Jump to Main Content
Establishment of a Multiplex Loop-Mediated Isothermal Amplification Method for Rapid Detection of Sulfonamide Resistance Genes (sul1, sul2, sul3) in Clinical Enterobacteriaceae Isolates from Poultry
- Gong, Jiansen, Zhuang, Linlin, Zhang, Di, Zhang, Ping, Dou, Xinhong, Wang, Chengming
- Foodborne pathogens & disease 2018 v.15 no.7 pp. 413-419
- DNA, Gram-negative bacteria, Salmonella Indiana, anti-infective agents, antibiotic resistance genes, detection limit, genotype, loop-mediated isothermal amplification, polymerase chain reaction, poultry, rapid methods, restriction endonucleases, serotypes
- Antimicrobial resistance genes play an important role in mediating resistance to sulfonamide in Gram-negative bacteria. While PCR is the current method to detect sulfonamide resistance genes (sul1, sul2, sul3), it is time-consuming and costly and there is an urgent need to develop a more convenient, simpler and rapid test for the sul. In this study, we describe a multiplex loop-mediated isothermal amplification (m-LAMP) assay we developed for the rapid and simultaneous detection of three sul. This m-LAMP assay successfully detected seven reference strains with different sul genotypes, but was negative for nine sul-negative reference strains.

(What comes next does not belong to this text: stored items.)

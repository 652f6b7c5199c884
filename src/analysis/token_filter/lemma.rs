//! Lemmatization filter and dictionary.
//!
//! Lemmatization maps inflected words to their dictionary base form using a
//! fixed morphological dictionary. Lookup follows the noun rules of the
//! WordNet morphological processor:
//!
//! 1. If the word has an irregular form entry (`children` → `child`), the
//!    candidates are the word itself and its listed lemmas.
//! 2. Otherwise the candidates are the word itself plus every result of the
//!    suffix substitutions (`-ses` → `-s`, `-ies` → `-y`, `-men` → `-man`, ...).
//! 3. Only candidates found in the dictionary survive; the shortest one wins
//!    (first one on ties). Words with no surviving candidate pass through
//!    unchanged.
//!
//! Lookup is case-sensitive, like the dictionary it is modeled on: `Cats`
//! stays `Cats`, `cats` becomes `cat`.
//!
//! The built-in English dictionary knows about 600 common nouns and a short
//! list of irregular plurals, far fewer than WordNet. Load a fuller word list
//! with [`LemmaDictionary::from_reader`] when coverage matters.
//!
//! # Examples
//!
//! ```
//! use narrative::analysis::token_filter::lemma::LemmaDictionary;
//!
//! let dictionary = LemmaDictionary::english();
//! assert_eq!(dictionary.lemmatize("cities"), "city");
//! assert_eq!(dictionary.lemmatize("children"), "child");
//! assert_eq!(dictionary.lemmatize("running"), "running");
//! ```

use std::collections::{HashMap, HashSet};
use std::io::BufRead;
use std::sync::{Arc, LazyLock};

use crate::analysis::token::TokenStream;
use crate::analysis::token_filter::Filter;
use crate::error::{NarrativeError, Result};

/// Noun suffix substitutions, tried in this order.
const NOUN_SUBSTITUTIONS: &[(&str, &str)] = &[
    ("s", ""),
    ("ses", "s"),
    ("ves", "f"),
    ("xes", "x"),
    ("zes", "z"),
    ("ches", "ch"),
    ("shes", "sh"),
    ("men", "man"),
    ("ies", "y"),
];

/// Irregular noun forms and their lemmas.
const ENGLISH_IRREGULAR_FORMS: &[(&str, &str)] = &[
    ("alumni", "alumnus"),
    ("analyses", "analysis"),
    ("appendices", "appendix"),
    ("bacteria", "bacterium"),
    ("cacti", "cactus"),
    ("calves", "calf"),
    ("children", "child"),
    ("crises", "crisis"),
    ("criteria", "criterion"),
    ("curricula", "curriculum"),
    ("data", "datum"),
    ("diagnoses", "diagnosis"),
    ("feet", "foot"),
    ("fungi", "fungus"),
    ("geese", "goose"),
    ("halves", "half"),
    ("hypotheses", "hypothesis"),
    ("indices", "index"),
    ("knives", "knife"),
    ("leaves", "leaf"),
    ("lice", "louse"),
    ("lives", "life"),
    ("loaves", "loaf"),
    ("matrices", "matrix"),
    ("media", "medium"),
    ("mice", "mouse"),
    ("nuclei", "nucleus"),
    ("oxen", "ox"),
    ("phenomena", "phenomenon"),
    ("radii", "radius"),
    ("selves", "self"),
    ("shelves", "shelf"),
    ("stimuli", "stimulus"),
    ("syllabi", "syllabus"),
    ("teeth", "tooth"),
    ("theses", "thesis"),
    ("thieves", "thief"),
    ("vertices", "vertex"),
    ("wives", "wife"),
    ("wolves", "wolf"),
];

/// Base forms known to the default English dictionary.
const ENGLISH_BASE_FORMS: &[&str] = &[
    "ability", "access", "account", "act", "action", "activity", "address", "adult", "advice",
    "age", "agency", "agent", "agreement", "air", "algorithm", "amount", "analysis", "animal",
    "answer", "apple", "application", "approach", "area", "argument", "arm", "army", "art",
    "article", "artist", "aspect", "attack", "attention", "audience", "author", "authority",
    "baby", "back", "bag", "ball", "bank", "bar", "base", "basis", "battery", "battle", "beach",
    "bear", "bed", "benefit", "bill", "bird", "birth", "blood", "board", "boat", "body", "bone",
    "book", "border", "boss", "box", "boy", "brain", "branch", "bread", "breath", "bridge",
    "brother", "budget", "building", "bus", "bush", "business", "buyer", "cake", "call",
    "camera", "campaign", "cancer", "candidate", "capital", "car", "card", "care", "career",
    "case", "cat", "category", "cause", "cell", "center", "century", "chain", "chair",
    "challenge", "chance", "change", "chapter", "character", "charge", "chart", "check",
    "chicken", "child", "choice", "church", "circle", "citizen", "city", "claim", "class",
    "client", "climate", "clock", "cloud", "club", "coach", "coast", "code", "coffee", "college",
    "color", "column", "comment", "community", "company", "computer", "concept", "concern",
    "condition", "conference", "conflict", "context", "contract", "control", "cost", "country",
    "county", "couple", "course", "court", "cover", "crash", "crime", "crisis", "culture", "cup",
    "customer", "cycle", "dad", "damage", "danger", "data", "date", "daughter", "day", "deal",
    "death", "debate", "decade", "decision", "degree", "demand", "design", "detail", "device",
    "difference", "dinner", "direction", "director", "discussion", "disease", "dish", "doctor",
    "document", "dog", "dollar", "door", "dream", "dress", "drink", "driver", "drug", "duty",
    "ear", "earth", "economy", "edge", "editor", "education", "effect", "effort", "egg",
    "election", "employee", "end", "enemy", "energy", "engine", "engineer", "environment",
    "error", "event", "evidence", "example", "exercise", "experience", "expert", "eye", "face",
    "fact", "factor", "failure", "family", "fan", "farm", "father", "fault", "fear", "feature",
    "fee", "feeling", "field", "fight", "figure", "file", "film", "finger", "fire", "firm",
    "fish", "flight", "floor", "flower", "focus", "food", "foot", "force", "forest", "form",
    "friend", "fruit", "fund", "future", "game", "garden", "gas", "gene", "girl", "glass",
    "goal", "god", "government", "grade", "group", "growth", "guest", "gun", "guy", "hair",
    "half", "hall", "hand", "head", "health", "heart", "heat", "hero", "history", "hole", "home",
    "hope", "horse", "hospital", "hotel", "hour", "house", "husband", "idea", "image", "impact",
    "income", "index", "industry", "information", "injury", "insight", "instance", "interest",
    "interview", "investment", "island", "issue", "item", "job", "journey", "judge", "key",
    "kid", "kind", "kitchen", "knife", "knowledge", "lab", "lady", "lake", "land", "language",
    "law", "lawyer", "layer", "leader", "leaf", "lesson", "letter", "level", "library", "life",
    "light", "limit", "line", "link", "list", "loss", "love", "machine", "magazine", "man",
    "manager", "map", "market", "match", "matrix", "meal", "meaning", "measure", "meeting",
    "member", "memory", "message", "method", "metric", "middle", "mind", "minute", "mission",
    "model", "moment", "money", "month", "morning", "mother", "mountain", "mouse", "mouth",
    "movie", "music", "name", "nation", "nature", "need", "network", "news", "newspaper",
    "night", "node", "note", "number", "object", "office", "officer", "oil", "opinion",
    "opportunity", "option", "order", "organization", "outcome", "owner", "page", "pain",
    "paper", "parent", "park", "part", "partner", "party", "patient", "pattern", "payment",
    "peace", "people", "period", "person", "phone", "photo", "phrase", "picture", "piece",
    "place", "plan", "plane", "plant", "player", "point", "police", "policy", "pool",
    "population", "position", "power", "practice", "president", "pressure", "price", "problem",
    "process", "product", "profession", "professor", "program", "project", "property",
    "proposal", "purpose", "quality", "question", "race", "radio", "rate", "reader", "reason",
    "record", "region", "relationship", "report", "research", "resource", "response", "result",
    "review", "right", "risk", "river", "road", "rock", "role", "room", "rule", "safety",
    "sale", "sample", "scene", "school", "science", "scientist", "score", "screen", "sea",
    "season", "seat", "second", "section", "sector", "security", "self", "sense", "sentence",
    "series", "service", "session", "shape", "share", "shelf", "ship", "shoe", "shop",
    "sign", "signal", "sister", "site", "situation", "size", "skill", "skin", "society",
    "software", "soldier", "solution", "son", "song", "sound", "source", "space", "speaker",
    "species", "speech", "sport", "staff", "stage", "star", "state", "statement", "station",
    "step", "stock", "stone", "store", "story", "strategy", "street", "structure", "student",
    "study", "style", "subject", "success", "summary", "summer", "support", "surface",
    "system", "table", "task", "tax", "teacher", "team", "technology", "television",
    "term", "test", "text", "theory", "thing", "thought", "threat", "time", "title", "tool",
    "tooth", "topic", "town", "trade", "training", "tree", "trial", "trip", "trouble", "truth",
    "type", "unit", "university", "user", "value", "version", "victim", "video", "view",
    "village", "voice", "vote", "wall", "war", "watch", "water", "wave", "way", "weapon",
    "week", "weight", "wife", "window", "winter", "wish", "wolf", "woman", "word", "work",
    "worker", "world", "writer", "year", "youth", "zone",
];

static ENGLISH_DICTIONARY: LazyLock<Arc<LemmaDictionary>> = LazyLock::new(|| {
    Arc::new(LemmaDictionary::from_entries(
        ENGLISH_BASE_FORMS.iter().copied(),
        ENGLISH_IRREGULAR_FORMS.iter().copied(),
    ))
});

/// A morphological dictionary: known base forms plus irregular forms.
#[derive(Clone, Debug, Default, PartialEq, Eq)]
pub struct LemmaDictionary {
    base_forms: HashSet<String>,
    irregular: HashMap<String, Vec<String>>,
}

impl LemmaDictionary {
    /// The built-in English dictionary, initialized once and shared.
    pub fn english() -> Arc<LemmaDictionary> {
        Arc::clone(&ENGLISH_DICTIONARY)
    }

    /// Build a dictionary from base forms and `(inflected, lemma)` pairs.
    ///
    /// Every irregular lemma is also registered as a base form.
    pub fn from_entries<B, I, S, T>(base_forms: B, irregular: I) -> Self
    where
        B: IntoIterator<Item = S>,
        I: IntoIterator<Item = (T, T)>,
        S: Into<String>,
        T: Into<String>,
    {
        let mut dictionary = LemmaDictionary {
            base_forms: base_forms.into_iter().map(Into::into).collect(),
            irregular: HashMap::new(),
        };
        for (form, lemma) in irregular {
            dictionary.add_irregular(form, lemma);
        }
        dictionary
    }

    /// Load a dictionary from a line-oriented reader.
    ///
    /// Each non-empty line not starting with `#` is either a single base form
    /// (`child`) or an inflected form followed by its lemma (`children child`).
    pub fn from_reader<R: BufRead>(reader: R) -> Result<Self> {
        let mut dictionary = LemmaDictionary::default();

        for (line_num, line) in reader.lines().enumerate() {
            let line = line?;
            let line = line.trim();
            if line.is_empty() || line.starts_with('#') {
                continue;
            }

            let fields: Vec<&str> = line.split_whitespace().collect();
            match fields.as_slice() {
                [base] => {
                    dictionary.base_forms.insert((*base).to_string());
                }
                [form, lemma] => dictionary.add_irregular(*form, *lemma),
                _ => {
                    return Err(NarrativeError::config(format!(
                        "lemma dictionary line {} has {} fields, expected 1 or 2",
                        line_num + 1,
                        fields.len()
                    )));
                }
            }
        }

        Ok(dictionary)
    }

    fn add_irregular<T: Into<String>>(&mut self, form: T, lemma: T) {
        let lemma = lemma.into();
        self.base_forms.insert(lemma.clone());
        self.irregular.entry(form.into()).or_default().push(lemma);
    }

    /// Check if `word` is a known base form.
    pub fn contains(&self, word: &str) -> bool {
        self.base_forms.contains(word)
    }

    /// Number of known base forms.
    pub fn len(&self) -> usize {
        self.base_forms.len()
    }

    /// Check if the dictionary knows no base forms.
    pub fn is_empty(&self) -> bool {
        self.base_forms.is_empty()
    }

    /// Map `word` to its base form, or return it unchanged.
    pub fn lemmatize(&self, word: &str) -> String {
        let mut candidates: Vec<String> = vec![word.to_string()];
        match self.irregular.get(word) {
            Some(lemmas) => candidates.extend(lemmas.iter().cloned()),
            None => candidates.extend(NOUN_SUBSTITUTIONS.iter().filter_map(
                |(suffix, replacement)| {
                    word.strip_suffix(suffix)
                        .map(|stem| format!("{stem}{replacement}"))
                },
            )),
        }

        candidates
            .into_iter()
            .filter(|candidate| self.contains(candidate))
            .reduce(|best, candidate| {
                if candidate.chars().count() < best.chars().count() {
                    candidate
                } else {
                    best
                }
            })
            .unwrap_or_else(|| word.to_string())
    }
}

/// Filter that lemmatizes every token with a shared dictionary.
#[derive(Clone, Debug)]
pub struct LemmaFilter {
    dictionary: Arc<LemmaDictionary>,
}

impl LemmaFilter {
    /// Create a lemma filter over the built-in English dictionary.
    pub fn new() -> Self {
        Self::with_dictionary(LemmaDictionary::english())
    }

    /// Create a lemma filter over a custom dictionary.
    pub fn with_dictionary(dictionary: Arc<LemmaDictionary>) -> Self {
        LemmaFilter { dictionary }
    }
}

impl Default for LemmaFilter {
    fn default() -> Self {
        Self::new()
    }
}

impl Filter for LemmaFilter {
    fn filter(&self, tokens: TokenStream) -> TokenStream {
        let lemmatized = tokens
            .map(|token| {
                let lemma = self.dictionary.lemmatize(&token.text);
                token.with_text(lemma)
            })
            .collect::<Vec<_>>();

        Box::new(lemmatized.into_iter())
    }

    fn name(&self) -> &'static str {
        "lemma"
    }
}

The m-LAMP products were verified by HinfI restriction enzyme digestion and the detection limit of the test was 0.5 pg genomic DNA per reaction. Testing 307 sulfonamide-resistant Enterobacteriaceae clinical isolates with the m-LAMP revealed all were positive for the sul with sul2 (79.5%) and sul1 (64.5%) being most prevalent, and sul3 the least (12.1%). Of the Enterobacteriaceae isolates tested, the Salmonella Indiana, a newly emerging serovar resistant to numerous antimicrobials, were most commonly positive with 33% having sul3.